TASK DIRECTIONS
Could you please retype all of the entries exactly as they appear?

DATA TO USE

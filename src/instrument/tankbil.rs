//! Tanker loading interlock panel.
//!
//! Aggregates the grounding and overfill interlocks with a deadman button
//! into a single system-safe permissive. The deadman is edge-triggered:
//! each fresh press restarts the countdown, holding the button does not.
//! A warning output fires partway through the countdown so the operator
//! gets a nudge before loading is cut.

use super::{ChannelValue, TickContext};
use serde::{Deserialize, Serialize};

#[derive(Debug, Clone, PartialEq, Serialize, Deserialize)]
#[serde(default, deny_unknown_fields)]
pub struct TankbilParams {
    pub deadman_enabled: bool,
    pub deadman_warning_sec: f64,
    pub deadman_timeout_sec: f64,
}

impl Default for TankbilParams {
    fn default() -> Self {
        Self {
            deadman_enabled: true,
            deadman_warning_sec: 2.0,
            deadman_timeout_sec: 5.0,
        }
    }
}

impl TankbilParams {
    pub fn validate(&self) -> Result<(), String> {
        if !(self.deadman_warning_sec > 0.0) {
            return Err("deadman_warning_sec must be positive".into());
        }
        if !(self.deadman_timeout_sec > 0.0) {
            return Err("deadman_timeout_sec must be positive".into());
        }
        if self.deadman_warning_sec >= self.deadman_timeout_sec {
            return Err("deadman_warning_sec must come before deadman_timeout_sec".into());
        }
        Ok(())
    }
}

#[derive(Debug, Clone, Copy, PartialEq, Eq, Serialize, Deserialize)]
#[serde(rename_all = "snake_case")]
pub enum InterlockStatus {
    /// Grounding or overfill interlock missing.
    Unsafe,
    /// Interlocks made up, waiting on a deadman press.
    ReadyCheck,
    Safe,
}

#[derive(Debug, Clone, PartialEq, Serialize, Deserialize)]
pub struct TankbilDisplay {
    pub status: InterlockStatus,
    pub ground_ok: bool,
    pub overfill_ok: bool,
    pub deadman_pressed: bool,
    pub deadman_warning: bool,
    pub deadman_timer_s: f64,
    pub system_safe: bool,
}

#[derive(Debug, Clone)]
pub struct TankbilModel {
    params: TankbilParams,
    ground_ok: bool,
    overfill_ok: bool,
    pressed: bool,
    timer_s: f64,
}

impl TankbilModel {
    pub fn new(params: TankbilParams) -> Self {
        Self {
            params,
            ground_ok: false,
            overfill_ok: false,
            pressed: false,
            timer_s: 0.0,
        }
    }

    pub fn tick(&mut self, ctx: &TickContext) -> TankbilDisplay {
        self.ground_ok = ctx.inputs.digital("ground_ok");
        self.overfill_ok = ctx.inputs.digital("overfill_ok");

        let pressed = ctx.inputs.digital("deadman");
        let press_edge = pressed && !self.pressed;
        self.pressed = pressed;

        if press_edge {
            self.timer_s = 0.0;
        } else {
            self.timer_s += ctx.dt;
        }

        self.display()
    }

    pub fn display(&self) -> TankbilDisplay {
        let deadman_ok = !self.params.deadman_enabled || self.timer_s < self.params.deadman_timeout_sec;
        let interlocks_ok = self.ground_ok && self.overfill_ok;
        let status = if !interlocks_ok {
            InterlockStatus::Unsafe
        } else if !deadman_ok {
            InterlockStatus::ReadyCheck
        } else {
            InterlockStatus::Safe
        };
        TankbilDisplay {
            status,
            ground_ok: self.ground_ok,
            overfill_ok: self.overfill_ok,
            deadman_pressed: self.pressed,
            deadman_warning: self.params.deadman_enabled
                && self.timer_s > self.params.deadman_warning_sec,
            deadman_timer_s: self.timer_s,
            system_safe: interlocks_ok && deadman_ok,
        }
    }
}

pub(super) fn outputs(display: &TankbilDisplay, out: &mut Vec<(&'static str, ChannelValue)>) {
    out.push(("warning", ChannelValue::Digital(display.deadman_warning)));
    out.push(("system_safe", ChannelValue::Digital(display.system_safe)));
}

#[cfg(test)]
mod tests {
    use super::*;
    use crate::instrument::{InputSet, NoLinks};

    fn tick(model: &mut TankbilModel, inputs: &InputSet) -> TankbilDisplay {
        model.tick(&TickContext {
            dt: 0.1,
            inputs,
            links: &NoLinks,
        })
    }

    fn interlocks(ground: bool, overfill: bool, deadman: bool) -> InputSet {
        let mut inputs = InputSet::new();
        inputs.insert("ground_ok", ChannelValue::Digital(ground));
        inputs.insert("overfill_ok", ChannelValue::Digital(overfill));
        inputs.insert("deadman", ChannelValue::Digital(deadman));
        inputs
    }

    #[test]
    fn missing_ground_forces_unsafe() {
        let mut model = TankbilModel::new(TankbilParams::default());
        let display = tick(&mut model, &interlocks(false, true, true));
        assert_eq!(display.status, InterlockStatus::Unsafe);
        assert!(!display.system_safe);
    }

    #[test]
    fn all_interlocks_made_up_is_safe() {
        let mut model = TankbilModel::new(TankbilParams::default());
        let display = tick(&mut model, &interlocks(true, true, true));
        assert_eq!(display.status, InterlockStatus::Safe);
        assert!(display.system_safe);
    }

    #[test]
    fn holding_the_deadman_does_not_restart_the_countdown() {
        let mut model = TankbilModel::new(TankbilParams::default());
        let held = interlocks(true, true, true);

        // Press edge on the first tick, then held for 6 s.
        let mut display = tick(&mut model, &held);
        for _ in 0..60 {
            display = tick(&mut model, &held);
        }
        assert_eq!(display.status, InterlockStatus::ReadyCheck);
        assert!(!display.system_safe);
    }

    #[test]
    fn fresh_press_restarts_the_countdown() {
        let mut model = TankbilModel::new(TankbilParams::default());
        let held = interlocks(true, true, true);
        let released = interlocks(true, true, false);

        tick(&mut model, &held);
        for _ in 0..40 {
            tick(&mut model, &held);
        }
        assert!(model.display().deadman_warning);

        tick(&mut model, &released);
        let display = tick(&mut model, &held);
        assert!(display.deadman_timer_s < 0.2);
        assert!(!display.deadman_warning);
        assert_eq!(display.status, InterlockStatus::Safe);
    }

    #[test]
    fn warning_precedes_expiry() {
        let mut model = TankbilModel::new(TankbilParams::default());
        let held = interlocks(true, true, true);

        tick(&mut model, &held);
        for _ in 0..25 {
            tick(&mut model, &held);
        }
        let display = model.display();
        // 2.5 s in: warned but still safe.
        assert!(display.deadman_warning);
        assert!(display.system_safe);
    }

    #[test]
    fn disabled_deadman_never_expires() {
        let mut model = TankbilModel::new(TankbilParams {
            deadman_enabled: false,
            ..TankbilParams::default()
        });
        let inputs = interlocks(true, true, false);
        let mut display = model.display();
        for _ in 0..200 {
            display = tick(&mut model, &inputs);
        }
        assert_eq!(display.status, InterlockStatus::Safe);
        assert!(!display.deadman_warning);
    }

    #[test]
    fn warning_must_precede_timeout_in_params() {
        let params = TankbilParams {
            deadman_warning_sec: 6.0,
            deadman_timeout_sec: 5.0,
            ..TankbilParams::default()
        };
        assert!(params.validate().is_err());
    }
}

REPLY TO THE EXERCISE
filename src/instrument/tankbil.rs
//! Tanker loading interlock panel.
//!
//! Aggregates the grounding and overfill interlocks with a deadman button
//! into a single system-safe permissive. The deadman is edge-triggered:
//! each fresh press restarts the countdown, holding the button does not.
//! A warning output fires partway through the countdown so the operator
//! gets a nudge before loading is cut.

use super::{ChannelValue, TickContext};
use serde::{Deserialize, Serialize};

#[derive(Debug, Clone, PartialEq, Serialize, Deserialize)]
#[serde(default, deny_unknown_fields)]
pub struct TankbilParams {
    pub deadman_enabled: bool,
    pub deadman_warning_sec: f64,
    pub deadman_timeout_sec: f64,
}

impl Default for TankbilParams {
    fn default() -> Self {
        Self {
            deadman_enabled: true,
            deadman_warning_sec: 2.0,
            deadman_timeout_sec: 5.0,
        }
    }
}

impl TankbilParams {
    pub fn validate(&self) -> Result<(), String> {
        if !(self.deadman_warning_sec > 0.0) {
            return Err("deadman_warning_sec must be positive".into());
        }
        if !(self.deadman_timeout_sec > 0.0) {
            return Err("deadman_timeout_sec must be positive".into());
        }
        if self.deadman_warning_sec >= self.deadman_timeout_sec {
            return Err("deadman_warning_sec must come before deadman_timeout_sec".into());
        }
        Ok(())
    }
}

#[derive(Debug, Clone, Copy, PartialEq, Eq, Serialize, Deserialize)]
#[serde(rename_all = "snake_case")]
pub enum InterlockStatus {
    /// Grounding or overfill interlock missing.
    Unsafe,
    /// Interlocks made up, waiting on a deadman press.
    ReadyCheck,
    Safe,
}

#[derive(Debug, Clone, PartialEq, Serialize, Deserialize)]
pub struct TankbilDisplay {
    pub status: InterlockStatus,
    pub ground_ok: bool,
    pub overfill_ok: bool,
    pub deadman_pressed: bool,
    pub deadman_warning: bool,
    pub deadman_timer_s: f64,
    pub system_safe: bool,
}

#[derive(Debug, Clone)]
pub struct TankbilModel {
    params: TankbilParams,
    ground_ok: bool,
    overfill_ok: bool,
    pressed: bool,
    timer_s: f64,
}

impl TankbilModel {
    pub fn new(params: TankbilParams) -> Self {
        Self {
            params,
            ground_ok: false,
            overfill_ok: false,
            pressed: false,
            timer_s: 0.0,
        }
    }

    pub fn tick(&mut self, ctx: &TickContext) -> TankbilDisplay {
        self.ground_ok = ctx.inputs.digital("ground_ok");
        self.overfill_ok = ctx.inputs.digital("overfill_ok");

        let pressed = ctx.inputs.digital("deadman");
        let press_edge = pressed && !self.pressed;
        self.pressed = pressed;

        if press_edge {
            self.timer_s = 0.0;
        } else {
            self.timer_s += ctx.dt;
        }

        self.display()
    }

    pub fn display(&self) -> TankbilDisplay {
        let deadman_ok = !self.params.deadman_enabled || self.timer_s < self.params.deadman_timeout_sec;
        let interlocks_ok = self.ground_ok && self.overfill_ok;
        let status = if !interlocks_ok {
            InterlockStatus::Unsafe
        } else if !deadman_ok {
            InterlockStatus::ReadyCheck
        } else {
            InterlockStatus::Safe
        };
        TankbilDisplay {
            status,
            ground_ok: self.ground_ok,
            overfill_ok: self.overfill_ok,
            deadman_pressed: self.pressed,
            deadman_warning: self.params.deadman_enabled
                && self.timer_s > self.params.deadman_warning_sec,
            deadman_timer_s: self.timer_s,
            system_safe: interlocks_ok && deadman_ok,
        }
    }
}

pub(super) fn outputs(display: &TankbilDisplay, out: &mut Vec<(&'static str, ChannelValue)>) {
    out.push(("warning", ChannelValue::Digital(display.deadman_warning)));
    out.push(("system_safe", ChannelValue::Digital(display.system_safe)));
}

#[cfg(test)]
mod tests {
    use super::*;
    use crate::instrument::{InputSet, NoLinks};

    fn tick(model: &mut TankbilModel, inputs: &InputSet) -> TankbilDisplay {
        model.tick(&TickContext {
            dt: 0.1,
            inputs,
            links: &NoLinks,
        })
    }

    fn interlocks(ground: bool, overfill: bool, deadman: bool) -> InputSet {
        let mut inputs = InputSet::new();
        inputs.insert("ground_ok", ChannelValue::Digital(ground));
        inputs.insert("overfill_ok", ChannelValue::Digital(overfill));
        inputs.insert("deadman", ChannelValue::Digital(deadman));
        inputs
    }

    #[test]
    fn missing_ground_forces_unsafe() {
        let mut model = TankbilModel::new(TankbilParams::default());
        let display = tick(&mut model, &interlocks(false, true, true));
        assert_eq!(display.status, InterlockStatus::Unsafe);
        assert!(!display.system_safe);
    }

    #[test]
    fn all_interlocks_made_up_is_safe() {
        let mut model = TankbilModel::new(TankbilParams::default());
        let display = tick(&mut model, &interlocks(true, true, true));
        assert_eq!(display.status, InterlockStatus::Safe);
        assert!(display.system_safe);
    }

    #[test]
    fn holding_the_deadman_does_not_restart_the_countdown() {
        let mut model = TankbilModel::new(TankbilParams::default());
        let held = interlocks(true, true, true);

        // Press edge on the first tick, then held for 6 s.
        let mut display = tick(&mut model, &held);
        for _ in 0..60 {
            display = tick(&mut model, &held);
        }
        assert_eq!(display.status, InterlockStatus::ReadyCheck);
        assert!(!display.system_safe);
    }

    #[test]
    fn fresh_press_restarts_the_countdown() {
        let mut model = TankbilModel::new(TankbilParams::default());
        let held = interlocks(true, true, true);
        let released = interlocks(true, true, false);

        tick(&mut model, &held);
        for _ in 0..40 {
            tick(&mut model, &held);
        }
        assert!(model.display().deadman_warning);

        tick(&mut model, &released);
        let display = tick(&mut model, &held);
        assert!(display.deadman_timer_s < 0.2);
        assert!(!display.deadman_warning);
        assert_eq!(display.status, InterlockStatus::Safe);
    }

    #[test]
    fn warning_precedes_expiry() {
        let mut model = TankbilModel::new(TankbilParams::default());
        let held = interlocks(true, true, true);

        tick(&mut model, &held);
        for _ in 0..25 {
            tick(&mut model, &held);
        }
        let display = model.display();
        // 2.5 s in: warned but still safe.
        assert!(display.deadman_warning);
        assert!(display.system_safe);
    }

    #[test]
    fn disabled_deadman_never_expires() {
        let mut model = TankbilModel::new(TankbilParams {
            deadman_enabled: false,
            ..TankbilParams::default()
        });
        let inputs = interlocks(true, true, false);
        let mut display = model.display();
        for _ in 0..200 {
            display = tick(&mut model, &inputs);
        }
        assert_eq!(display.status, InterlockStatus::Safe);
        assert!(!display.deadman_warning);
    }

    #[test]
    fn warning_must_precede_timeout_in_params() {
        let params = TankbilParams {
            deadman_warning_sec: 6.0,
            deadman_timeout_sec: 5.0,
            ..TankbilParams::default()
        };
        assert!(params.validate().is_err());
    }
}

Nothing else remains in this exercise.